EXERCISE AIM: What is needed is a word-for-word restatement of all the entries.

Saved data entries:
=-=-=

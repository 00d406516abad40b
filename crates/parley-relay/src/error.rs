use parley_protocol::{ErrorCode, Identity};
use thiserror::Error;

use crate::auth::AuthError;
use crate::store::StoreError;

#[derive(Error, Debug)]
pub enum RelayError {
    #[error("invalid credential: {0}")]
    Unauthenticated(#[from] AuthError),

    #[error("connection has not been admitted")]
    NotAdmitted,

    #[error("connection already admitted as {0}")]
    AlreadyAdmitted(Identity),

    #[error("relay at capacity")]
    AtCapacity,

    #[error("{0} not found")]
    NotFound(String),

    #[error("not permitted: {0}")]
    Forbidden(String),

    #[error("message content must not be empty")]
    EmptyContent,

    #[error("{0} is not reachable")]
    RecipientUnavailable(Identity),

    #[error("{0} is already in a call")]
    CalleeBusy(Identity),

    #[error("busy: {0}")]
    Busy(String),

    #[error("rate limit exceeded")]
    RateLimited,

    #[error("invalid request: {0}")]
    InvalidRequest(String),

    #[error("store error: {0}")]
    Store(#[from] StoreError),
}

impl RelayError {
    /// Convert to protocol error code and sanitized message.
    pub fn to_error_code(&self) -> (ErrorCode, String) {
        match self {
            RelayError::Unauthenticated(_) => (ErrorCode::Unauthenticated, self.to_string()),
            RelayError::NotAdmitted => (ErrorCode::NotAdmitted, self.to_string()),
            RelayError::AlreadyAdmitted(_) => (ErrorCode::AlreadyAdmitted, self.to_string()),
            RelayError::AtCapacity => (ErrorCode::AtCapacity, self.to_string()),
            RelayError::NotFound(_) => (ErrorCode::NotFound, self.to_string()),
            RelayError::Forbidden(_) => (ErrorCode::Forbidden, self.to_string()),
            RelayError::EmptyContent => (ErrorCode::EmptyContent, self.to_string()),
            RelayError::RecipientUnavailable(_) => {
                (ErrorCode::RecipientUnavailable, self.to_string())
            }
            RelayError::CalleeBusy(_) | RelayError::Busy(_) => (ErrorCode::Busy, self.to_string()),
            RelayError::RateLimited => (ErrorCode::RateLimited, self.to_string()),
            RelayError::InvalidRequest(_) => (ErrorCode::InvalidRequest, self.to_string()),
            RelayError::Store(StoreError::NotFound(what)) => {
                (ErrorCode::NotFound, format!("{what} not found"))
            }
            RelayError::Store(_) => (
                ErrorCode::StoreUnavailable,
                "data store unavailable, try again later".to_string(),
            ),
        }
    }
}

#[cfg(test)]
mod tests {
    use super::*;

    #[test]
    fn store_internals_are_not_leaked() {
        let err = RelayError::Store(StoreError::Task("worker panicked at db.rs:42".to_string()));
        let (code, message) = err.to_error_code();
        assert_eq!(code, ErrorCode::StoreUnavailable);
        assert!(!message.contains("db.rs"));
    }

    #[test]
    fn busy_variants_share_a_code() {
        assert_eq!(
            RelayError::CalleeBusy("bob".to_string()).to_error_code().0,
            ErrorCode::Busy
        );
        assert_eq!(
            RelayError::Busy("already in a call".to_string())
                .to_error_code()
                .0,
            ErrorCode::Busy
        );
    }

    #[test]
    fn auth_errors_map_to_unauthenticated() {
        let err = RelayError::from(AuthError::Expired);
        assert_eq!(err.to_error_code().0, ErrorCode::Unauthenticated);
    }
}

=-=-=

PROBLEM SOLUTION:
repository 00d406516abad40b
filename crates/parley-relay/src/error.rs
use parley_protocol::{ErrorCode, Identity};
use thiserror::Error;

use crate::auth::AuthError;
use crate::store::StoreError;

#[derive(Error, Debug)]
pub enum RelayError {
    #[error("invalid credential: {0}")]
    Unauthenticated(#[from] AuthError),

    #[error("connection has not been admitted")]
    NotAdmitted,

    #[error("connection already admitted as {0}")]
    AlreadyAdmitted(Identity),

    #[error("relay at capacity")]
    AtCapacity,

    #[error("{0} not found")]
    NotFound(String),

    #[error("not permitted: {0}")]
    Forbidden(String),

    #[error("message content must not be empty")]
    EmptyContent,

    #[error("{0} is not reachable")]
    RecipientUnavailable(Identity),

    #[error("{0} is already in a call")]
    CalleeBusy(Identity),

    #[error("busy: {0}")]
    Busy(String),

    #[error("rate limit exceeded")]
    RateLimited,

    #[error("invalid request: {0}")]
    InvalidRequest(String),

    #[error("store error: {0}")]
    Store(#[from] StoreError),
}

impl RelayError {
    /// Convert to protocol error code and sanitized message.
    pub fn to_error_code(&self) -> (ErrorCode, String) {
        match self {
            RelayError::Unauthenticated(_) => (ErrorCode::Unauthenticated, self.to_string()),
            RelayError::NotAdmitted => (ErrorCode::NotAdmitted, self.to_string()),
            RelayError::AlreadyAdmitted(_) => (ErrorCode::AlreadyAdmitted, self.to_string()),
            RelayError::AtCapacity => (ErrorCode::AtCapacity, self.to_string()),
            RelayError::NotFound(_) => (ErrorCode::NotFound, self.to_string()),
            RelayError::Forbidden(_) => (ErrorCode::Forbidden, self.to_string()),
            RelayError::EmptyContent => (ErrorCode::EmptyContent, self.to_string()),
            RelayError::RecipientUnavailable(_) => {
                (ErrorCode::RecipientUnavailable, self.to_string())
            }
            RelayError::CalleeBusy(_) | RelayError::Busy(_) => (ErrorCode::Busy, self.to_string()),
            RelayError::RateLimited => (ErrorCode::RateLimited, self.to_string()),
            RelayError::InvalidRequest(_) => (ErrorCode::InvalidRequest, self.to_string()),
            RelayError::Store(StoreError::NotFound(what)) => {
                (ErrorCode::NotFound, format!("{what} not found"))
            }
            RelayError::Store(_) => (
                ErrorCode::StoreUnavailable,
                "data store unavailable, try again later".to_string(),
            ),
        }
    }
}

#[cfg(test)]
mod tests {
    use super::*;

    #[test]
    fn store_internals_are_not_leaked() {
        let err = RelayError::Store(StoreError::Task("worker panicked at db.rs:42".to_string()));
        let (code, message) = err.to_error_code();
        assert_eq!(code, ErrorCode::StoreUnavailable);
        assert!(!message.contains("db.rs"));
    }

    #[test]
    fn busy_variants_share_a_code() {
        assert_eq!(
            RelayError::CalleeBusy("bob".to_string()).to_error_code().0,
            ErrorCode::Busy
        );
        assert_eq!(
            RelayError::Busy("already in a call".to_string())
                .to_error_code()
                .0,
            ErrorCode::Busy
        );
    }

    #[test]
    fn auth_errors_map_to_unauthenticated() {
        let err = RelayError::from(AuthError::Expired);
        assert_eq!(err.to_error_code().0, ErrorCode::Unauthenticated);
    }
}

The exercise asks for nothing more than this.